Within the lines below, find those that hold the string "struct" and copy each one.

BEGIN

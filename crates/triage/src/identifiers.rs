//! Newtype domain identifiers.
//!
//! An issue is addressed by a [`RepositoryId`] plus an [`IssueNumber`]. Keeping
//! both as distinct newtypes stops a raw string or integer from being passed
//! where a validated identifier is expected.

use serde::{Deserialize, Serialize};
use uuid::Uuid;

// ---------------------------------------------------------------------------
// Repository
// ---------------------------------------------------------------------------

/// Identifies a GitHub repository in `"owner/repo"` format.
#[derive(Debug, Clone, PartialEq, Eq, Hash, Serialize, Deserialize)]
pub struct RepositoryId(String);

impl RepositoryId {
    /// Creates a new identifier, returning `None` unless `value` has exactly
    /// two non-empty `/`-separated parts.
    pub fn new(value: impl Into<String>) -> Option<Self> {
        let v = value.into();
        match v.split_once('/') {
            Some((owner, name)) if !owner.is_empty() && !name.is_empty() && !name.contains('/') => {
                Some(Self(v))
            }
            _ => None,
        }
    }

    /// Returns the identifier as a string slice.
    pub fn as_str(&self) -> &str {
        &self.0
    }

    /// Returns the owning user or organisation.
    pub fn owner(&self) -> &str {
        self.split().0
    }

    /// Returns the repository name without the owner.
    pub fn name(&self) -> &str {
        self.split().1
    }

    fn split(&self) -> (&str, &str) {
        // Validated in `new`.
        self.0.split_once('/').unwrap_or((&self.0, ""))
    }
}

impl std::fmt::Display for RepositoryId {
    fn fmt(&self, f: &mut std::fmt::Formatter<'_>) -> std::fmt::Result {
        write!(f, "{}", self.0)
    }
}

// ---------------------------------------------------------------------------
// Issue
// ---------------------------------------------------------------------------

/// Identifies a GitHub Issue within a repository.
///
/// Wraps the issue number assigned by GitHub (positive integer).
#[derive(Debug, Clone, Copy, PartialEq, Eq, Hash, Serialize, Deserialize)]
pub struct IssueNumber(u64);

impl IssueNumber {
    /// Creates an issue number, returning `None` for zero.
    pub fn new(value: u64) -> Option<Self> {
        (value > 0).then_some(Self(value))
    }

    /// Returns the underlying integer value.
    pub fn as_u64(self) -> u64 {
        self.0
    }
}

impl std::fmt::Display for IssueNumber {
    fn fmt(&self, f: &mut std::fmt::Formatter<'_>) -> std::fmt::Result {
        write!(f, "{}", self.0)
    }
}

// ---------------------------------------------------------------------------
// Run
// ---------------------------------------------------------------------------

/// Identifies a single triage invocation.
///
/// Generated fresh for every CLI invocation and attached to the root span so
/// all log lines from one run can be correlated.
#[derive(Debug, Clone, Copy, PartialEq, Eq, Hash, Serialize, Deserialize)]
pub struct TriageRunId(Uuid);

impl TriageRunId {
    /// Generates a new random run identifier.
    pub fn new_random() -> Self {
        Self(Uuid::new_v4())
    }
}

impl std::fmt::Display for TriageRunId {
    fn fmt(&self, f: &mut std::fmt::Formatter<'_>) -> std::fmt::Result {
        write!(f, "{}", self.0)
    }
}
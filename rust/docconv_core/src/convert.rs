//! File-level conversions. Each one reads its input, runs the in-memory
//! pipeline and writes the output, creating missing parent directories.

use crate::blocks::build_blocks;
use crate::config::ConvertConfig;
use crate::dom::{parse_html, serialize_document};
use crate::docx::write_docx_file;
use crate::error::{Error, Result};
use crate::markdown::{html_to_markdown, markdown_to_html, markdown_to_html_document};
use crate::package::DocxPackage;
use crate::rewrite::{embed_images, ensure_meta_utf8, stamp_table_widths};
use crate::xhtml::docx_to_xhtml;
use std::fmt;
use std::path::Path;

#[derive(Debug, Clone, Copy, PartialEq, Eq)]
pub enum Format {
    Docx,
    Html,
    Markdown,
}

impl Format {
    pub fn from_path(path: &Path) -> Option<Self> {
        let ext = path.extension()?.to_str()?.to_ascii_lowercase();
        match ext.as_str() {
            "docx" => Some(Self::Docx),
            "html" | "htm" => Some(Self::Html),
            "md" | "markdown" => Some(Self::Markdown),
            _ => None,
        }
    }
}

impl fmt::Display for Format {
    fn fmt(&self, f: &mut fmt::Formatter<'_>) -> fmt::Result {
        f.write_str(match self {
            Self::Docx => "docx",
            Self::Html => "html",
            Self::Markdown => "markdown",
        })
    }
}

fn read_text(path: &Path, what: &'static str) -> Result<String> {
    let text = std::fs::read_to_string(path).map_err(|e| Error::io("read", path, e))?;
    if text.trim().is_empty() {
        return Err(Error::EmptyInput(what));
    }
    Ok(text)
}

fn write_text(path: &Path, text: &str) -> Result<()> {
    if let Some(parent) = path.parent().filter(|p| !p.as_os_str().is_empty()) {
        std::fs::create_dir_all(parent).map_err(|e| Error::io("create directory", parent, e))?;
    }
    std::fs::write(path, text).map_err(|e| Error::io("write", path, e))
}

/// DOCX package -> standalone UTF-8 HTML with images inlined as data URIs.
pub fn docx_package_to_html(pkg: &DocxPackage, config: &ConvertConfig) -> String {
    let dom = parse_html(&docx_to_xhtml(pkg));
    ensure_meta_utf8(&dom);
    if config.embed_images && !pkg.pictures.is_empty() {
        let embedded = embed_images(&dom, &pkg.pictures);
        tracing::debug!(embedded, pictures = pkg.pictures.len(), "embedded images");
    }
    stamp_table_widths(&dom);
    serialize_document(&dom)
}

pub fn docx_to_html(input: &Path, output: &Path, config: &ConvertConfig) -> Result<()> {
    let pkg = DocxPackage::open(input)?;
    let html = docx_package_to_html(&pkg, config);
    write_text(output, &html)
}

pub fn docx_to_markdown(input: &Path, output: &Path, config: &ConvertConfig) -> Result<()> {
    let pkg = DocxPackage::open(input)?;
    let html = docx_package_to_html(&pkg, config);
    write_text(output, &html_to_markdown(&html))
}

pub fn markdown_to_docx(input: &Path, output: &Path, config: &ConvertConfig) -> Result<()> {
    let md = read_text(input, "markdown input")?;
    let blocks = build_blocks(&markdown_to_html(&md), config);
    write_docx_file(output, &blocks, config)
}

pub fn html_to_docx(input: &Path, output: &Path, config: &ConvertConfig) -> Result<()> {
    let html = read_text(input, "html input")?;
    let blocks = build_blocks(&html, config);
    write_docx_file(output, &blocks, config)
}

/// The page title is the input's file stem.
pub fn markdown_to_html_file(input: &Path, output: &Path) -> Result<()> {
    let md = read_text(input, "markdown input")?;
    let title = input.file_stem().and_then(|s| s.to_str());
    write_text(output, &markdown_to_html_document(&md, title))
}

pub fn html_to_markdown_file(input: &Path, output: &Path) -> Result<()> {
    let html = read_text(input, "html input")?;
    write_text(output, &html_to_markdown(&html))
}

/// Picks the conversion from the input and output extensions.
pub fn convert(input: &Path, output: &Path, config: &ConvertConfig) -> Result<()> {
    let detect = |p: &Path| {
        Format::from_path(p).ok_or_else(|| Error::Unsupported(format!("unknown file type: {}", p.display())))
    };
    let from = detect(input)?;
    let to = detect(output)?;
    tracing::debug!(%from, %to, input = %input.display(), output = %output.display(), "converting");

    match (from, to) {
        (Format::Docx, Format::Html) => docx_to_html(input, output, config),
        (Format::Docx, Format::Markdown) => docx_to_markdown(input, output, config),
        (Format::Markdown, Format::Docx) => markdown_to_docx(input, output, config),
        (Format::Markdown, Format::Html) => markdown_to_html_file(input, output),
        (Format::Html, Format::Markdown) => html_to_markdown_file(input, output),
        (Format::Html, Format::Docx) => html_to_docx(input, output, config),
        (from, to) => Err(Error::Unsupported(format!("{from} -> {to}"))),
    }
}

#[cfg(test)]
mod tests {
    use super::*;
    use crate::package::test_support::{build_zip, document};
    use std::path::PathBuf;

    fn write(dir: &Path, name: &str, data: &[u8]) -> PathBuf {
        let path = dir.join(name);
        std::fs::write(&path, data).unwrap();
        path
    }

    fn sample_docx(dir: &Path) -> PathBuf {
        let rels = r#"<Relationships xmlns="http://schemas.openxmlformats.org/package/2006/relationships"><Relationship Id="rId8" Type="http://schemas.openxmlformats.org/officeDocument/2006/relationships/image" Target="media/image1.png"/></Relationships>"#;
        let body = r#"<w:p><w:r><w:t>Hello</w:t></w:r></w:p><w:p><w:r><w:drawing><wp:inline xmlns:wp="urn:wp" xmlns:a="urn:a"><wp:docPr id="1" name="p"/><a:graphic><a:graphicData><a:blip r:embed="rId8"/></a:graphicData></a:graphic></wp:inline></w:drawing></w:r></w:p><w:tbl><w:tr><w:tc><w:p><w:r><w:t>a</w:t></w:r></w:p></w:tc><w:tc><w:p><w:r><w:t>b</w:t></w:r></w:p></w:tc></w:tr></w:tbl>"#;
        let bytes = build_zip(&[
            ("word/document.xml", document(body).as_bytes()),
            ("word/_rels/document.xml.rels", rels.as_bytes()),
            ("word/media/image1.png", b"PNG"),
        ]);
        write(dir, "in.docx", &bytes)
    }

    #[test]
    fn formats_come_from_extensions() {
        assert_eq!(Format::from_path(Path::new("a/b.DOCX")), Some(Format::Docx));
        assert_eq!(Format::from_path(Path::new("x.htm")), Some(Format::Html));
        assert_eq!(Format::from_path(Path::new("x.markdown")), Some(Format::Markdown));
        assert_eq!(Format::from_path(Path::new("x.txt")), None);
        assert_eq!(Format::from_path(Path::new("README")), None);
    }

    #[test]
    fn docx_to_html_embeds_images_and_stamps_tables() {
        let dir = tempfile::tempdir().unwrap();
        let input = sample_docx(dir.path());
        let output = dir.path().join("out/page.html");
        docx_to_html(&input, &output, &ConvertConfig::default()).unwrap();

        let html = std::fs::read_to_string(&output).unwrap();
        assert!(html.contains(r#"<meta charset="UTF-8">"#));
        assert!(html.contains("<p>Hello</p>"));
        assert!(html.contains(r#"src="data:image/png;base64,UE5H""#));
        assert!(html.contains("width:50.00%"));
    }

    #[test]
    fn image_embedding_can_be_disabled() {
        let dir = tempfile::tempdir().unwrap();
        let input = sample_docx(dir.path());
        let output = dir.path().join("page.html");
        let cfg = ConvertConfig {
            embed_images: false,
            ..ConvertConfig::default()
        };
        docx_to_html(&input, &output, &cfg).unwrap();
        let html = std::fs::read_to_string(&output).unwrap();
        assert!(html.contains(r#"src="word/media/image1.png""#));
    }

    #[test]
    fn docx_to_markdown_keeps_images_and_tables_as_html() {
        let dir = tempfile::tempdir().unwrap();
        let input = sample_docx(dir.path());
        let output = dir.path().join("page.md");
        convert(&input, &output, &ConvertConfig::default()).unwrap();
        let md = std::fs::read_to_string(&output).unwrap();
        assert!(md.starts_with("Hello\n\n<img"));
        assert!(md.contains("data:image/png;base64,UE5H"));
        assert!(md.contains("<table"));
    }

    #[test]
    fn markdown_round_trips_through_docx_and_html() {
        let dir = tempfile::tempdir().unwrap();
        let md = write(
            dir.path(),
            "notes.md",
            "# Notes\n\n##### Tip\nKeep it short.\n\n- one\n- two\n".as_bytes(),
        );
        let docx = dir.path().join("notes.docx");
        convert(&md, &docx, &ConvertConfig::default()).unwrap();

        let pkg = DocxPackage::open(&docx).unwrap();
        let text = pkg.document.text();
        assert!(text.contains("Notes"));
        assert!(text.contains("Tip Keep it short."));

        let html = dir.path().join("notes.html");
        convert(&docx, &html, &ConvertConfig::default()).unwrap();
        let page = std::fs::read_to_string(&html).unwrap();
        assert!(page.contains(r#"<h1 style="text-align:center">"#));
        assert!(page.contains("Notes"));
        assert!(page.contains("<ul><li>"));
        assert_eq!(page.matches("<li>").count(), 2);
    }

    #[test]
    fn markdown_page_uses_file_stem_as_title() {
        let dir = tempfile::tempdir().unwrap();
        let md = write(dir.path(), "guide.md", b"*hi*");
        let out = dir.path().join("guide.html");
        markdown_to_html_file(&md, &out).unwrap();
        let page = std::fs::read_to_string(&out).unwrap();
        assert!(page.contains("<title>guide</title>"));
        assert!(page.contains("<em>hi</em>"));
    }

    #[test]
    fn empty_input_is_rejected() {
        let dir = tempfile::tempdir().unwrap();
        let md = write(dir.path(), "blank.md", b"  \n\t\n");
        let err = markdown_to_docx(&md, &dir.path().join("x.docx"), &ConvertConfig::default()).unwrap_err();
        assert!(matches!(err, Error::EmptyInput(_)));
    }

    #[test]
    fn missing_input_reports_path() {
        let dir = tempfile::tempdir().unwrap();
        let missing = dir.path().join("nope.html");
        let err = html_to_markdown_file(&missing, &dir.path().join("x.md")).unwrap_err();
        assert!(matches!(err, Error::Io { ref path, .. } if path == &missing));
    }

    #[test]
    fn same_format_and_unknown_extensions_are_unsupported() {
        let dir = tempfile::tempdir().unwrap();
        let md = write(dir.path(), "a.md", b"x");
        let cfg = ConvertConfig::default();
        assert!(matches!(
            convert(&md, &dir.path().join("b.md"), &cfg),
            Err(Error::Unsupported(_))
        ));
        assert!(matches!(
            convert(&md, &dir.path().join("b.pdf"), &cfg),
            Err(Error::Unsupported(_))
        ));
    }
}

END

**EXERCISE RESPONSE:**
pub struct RepositoryId(String);
pub struct IssueNumber(u64);
pub struct TriageRunId(Uuid);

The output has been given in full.